//! Node Compaction
//!
//! Soft deletion leaves deleted records in place: the node keeps its size and
//! the iterator keeps stepping over them. Compaction rebuilds a node with only
//! its live records, under the same key and dictionary.
//!
//! ## Compaction Strategy
//!
//! A node is rewritten once it is both large enough to bother and dirty enough
//! to pay off:
//!
//! ```text
//! valid + deleted > min_entries  &&  deleted > valid * max_deleted_ratio
//! ```
//!
//! Compaction is off by default. When enabled, trim and record removal run it
//! on every node they touch; [`Stream::compact_nodes`] sweeps the whole chain
//! on demand regardless of the `enabled` flag.

use serde::{Deserialize, Serialize};
use streamlog_core::{NodeHeader, StreamId};
use tracing::debug;

use crate::error::Result;
use crate::stream::Stream;

/// When a node is worth rebuilding.
#[derive(Debug, Clone, PartialEq, Serialize, Deserialize)]
pub struct CompactionPolicy {
    /// Run compaction on nodes touched by trim and removal (default: false)
    #[serde(default)]
    pub enabled: bool,

    /// Nodes with this many records or fewer are never compacted (default: 10)
    #[serde(default = "default_min_entries")]
    pub min_entries: u64,

    /// Deleted-to-valid ratio above which a node is compacted (default: 0.5)
    #[serde(default = "default_max_deleted_ratio")]
    pub max_deleted_ratio: f64,
}

impl Default for CompactionPolicy {
    fn default() -> Self {
        Self {
            enabled: false,
            min_entries: default_min_entries(),
            max_deleted_ratio: default_max_deleted_ratio(),
        }
    }
}

fn default_min_entries() -> u64 {
    10
}

fn default_max_deleted_ratio() -> f64 {
    0.5
}

impl CompactionPolicy {
    pub fn should_compact(&self, header: &NodeHeader) -> bool {
        header.entries() > self.min_entries
            && header.deleted as f64 > header.valid as f64 * self.max_deleted_ratio
    }
}

/// Result of a compaction sweep.
#[derive(Debug, Clone, Copy, Default, PartialEq, Eq, Serialize, Deserialize)]
pub struct CompactionStats {
    pub nodes_compacted: u64,
    pub records_dropped: u64,
    pub bytes_reclaimed: u64,
}

impl Stream {
    /// Compact every node the policy selects, ignoring `enabled`.
    pub fn compact_nodes(&mut self) -> Result<CompactionStats> {
        let keys: Vec<StreamId> = self.nodes.keys().collect();
        let mut stats = CompactionStats::default();
        for key in keys {
            if let Some(node_stats) = self.compact_node(key)? {
                stats.nodes_compacted += 1;
                stats.records_dropped += node_stats.records_dropped;
                stats.bytes_reclaimed += node_stats.bytes_reclaimed;
            }
        }
        Ok(stats)
    }

    /// Compact the node at `key` if the policy selects it.
    pub(crate) fn compact_node(&mut self, key: StreamId) -> Result<Option<CompactionStats>> {
        let Some(node) = self.nodes.get(&key) else {
            return Ok(None);
        };
        let header = node.header()?;
        if !self.config.compaction.should_compact(&header) {
            return Ok(None);
        }

        let before_len = node.byte_len();
        let before_capacity = node.capacity();
        let Some(compacted) = node.compact(self.alloc.as_ref())? else {
            return Ok(None);
        };
        let stats = CompactionStats {
            nodes_compacted: 1,
            records_dropped: header.deleted,
            bytes_reclaimed: before_len.saturating_sub(compacted.byte_len()) as u64,
        };

        self.nodes.insert(compacted);
        self.alloc.release(before_capacity);

        debug!(
            node = %key,
            dropped = header.deleted,
            reclaimed = stats.bytes_reclaimed,
            "Compacted node"
        );
        Ok(Some(stats))
    }

    /// Run compaction on `key` when the configured policy is enabled.
    pub(crate) fn maybe_compact(&mut self, key: StreamId) -> Result<()> {
        if self.config.compaction.enabled {
            self.compact_node(key)?;
        }
        Ok(())
    }
}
--
Exercise goal | Show the data once more, exactly as it was written.

Solution to this problem |
//! Node Compaction
//!
//! Soft deletion leaves deleted records in place: the node keeps its size and
//! the iterator keeps stepping over them. Compaction rebuilds a node with only
//! its live records, under the same key and dictionary.
//!
//! ## Compaction Strategy
//!
//! A node is rewritten once it is both large enough to bother and dirty enough
//! to pay off:
//!
//! ```text
//! valid + deleted > min_entries  &&  deleted > valid * max_deleted_ratio
//! ```
//!
//! Compaction is off by default. When enabled, trim and record removal run it
//! on every node they touch; [`Stream::compact_nodes`] sweeps the whole chain
//! on demand regardless of the `enabled` flag.

use serde::{Deserialize, Serialize};
use streamlog_core::{NodeHeader, StreamId};
use tracing::debug;

use crate::error::Result;
use crate::stream::Stream;

/// When a node is worth rebuilding.
#[derive(Debug, Clone, PartialEq, Serialize, Deserialize)]
pub struct CompactionPolicy {
    /// Run compaction on nodes touched by trim and removal (default: false)
    #[serde(default)]
    pub enabled: bool,

    /// Nodes with this many records or fewer are never compacted (default: 10)
    #[serde(default = "default_min_entries")]
    pub min_entries: u64,

    /// Deleted-to-valid ratio above which a node is compacted (default: 0.5)
    #[serde(default = "default_max_deleted_ratio")]
    pub max_deleted_ratio: f64,
}

impl Default for CompactionPolicy {
    fn default() -> Self {
        Self {
            enabled: false,
            min_entries: default_min_entries(),
            max_deleted_ratio: default_max_deleted_ratio(),
        }
    }
}

fn default_min_entries() -> u64 {
    10
}

fn default_max_deleted_ratio() -> f64 {
    0.5
}

impl CompactionPolicy {
    pub fn should_compact(&self, header: &NodeHeader) -> bool {
        header.entries() > self.min_entries
            && header.deleted as f64 > header.valid as f64 * self.max_deleted_ratio
    }
}

/// Result of a compaction sweep.
#[derive(Debug, Clone, Copy, Default, PartialEq, Eq, Serialize, Deserialize)]
pub struct CompactionStats {
    pub nodes_compacted: u64,
    pub records_dropped: u64,
    pub bytes_reclaimed: u64,
}

impl Stream {
    /// Compact every node the policy selects, ignoring `enabled`.
    pub fn compact_nodes(&mut self) -> Result<CompactionStats> {
        let keys: Vec<StreamId> = self.nodes.keys().collect();
        let mut stats = CompactionStats::default();
        for key in keys {
            if let Some(node_stats) = self.compact_node(key)? {
                stats.nodes_compacted += 1;
                stats.records_dropped += node_stats.records_dropped;
                stats.bytes_reclaimed += node_stats.bytes_reclaimed;
            }
        }
        Ok(stats)
    }

    /// Compact the node at `key` if the policy selects it.
    pub(crate) fn compact_node(&mut self, key: StreamId) -> Result<Option<CompactionStats>> {
        let Some(node) = self.nodes.get(&key) else {
            return Ok(None);
        };
        let header = node.header()?;
        if !self.config.compaction.should_compact(&header) {
            return Ok(None);
        }

        let before_len = node.byte_len();
        let before_capacity = node.capacity();
        let Some(compacted) = node.compact(self.alloc.as_ref())? else {
            return Ok(None);
        };
        let stats = CompactionStats {
            nodes_compacted: 1,
            records_dropped: header.deleted,
            bytes_reclaimed: before_len.saturating_sub(compacted.byte_len()) as u64,
        };

        self.nodes.insert(compacted);
        self.alloc.release(before_capacity);

        debug!(
            node = %key,
            dropped = header.deleted,
            reclaimed = stats.bytes_reclaimed,
            "Compacted node"
        );
        Ok(Some(stats))
    }

    /// Run compaction on `key` when the configured policy is enabled.
    pub(crate) fn maybe_compact(&mut self, key: StreamId) -> Result<()> {
        if self.config.compaction.enabled {
            self.compact_node(key)?;
        }
        Ok(())
    }
}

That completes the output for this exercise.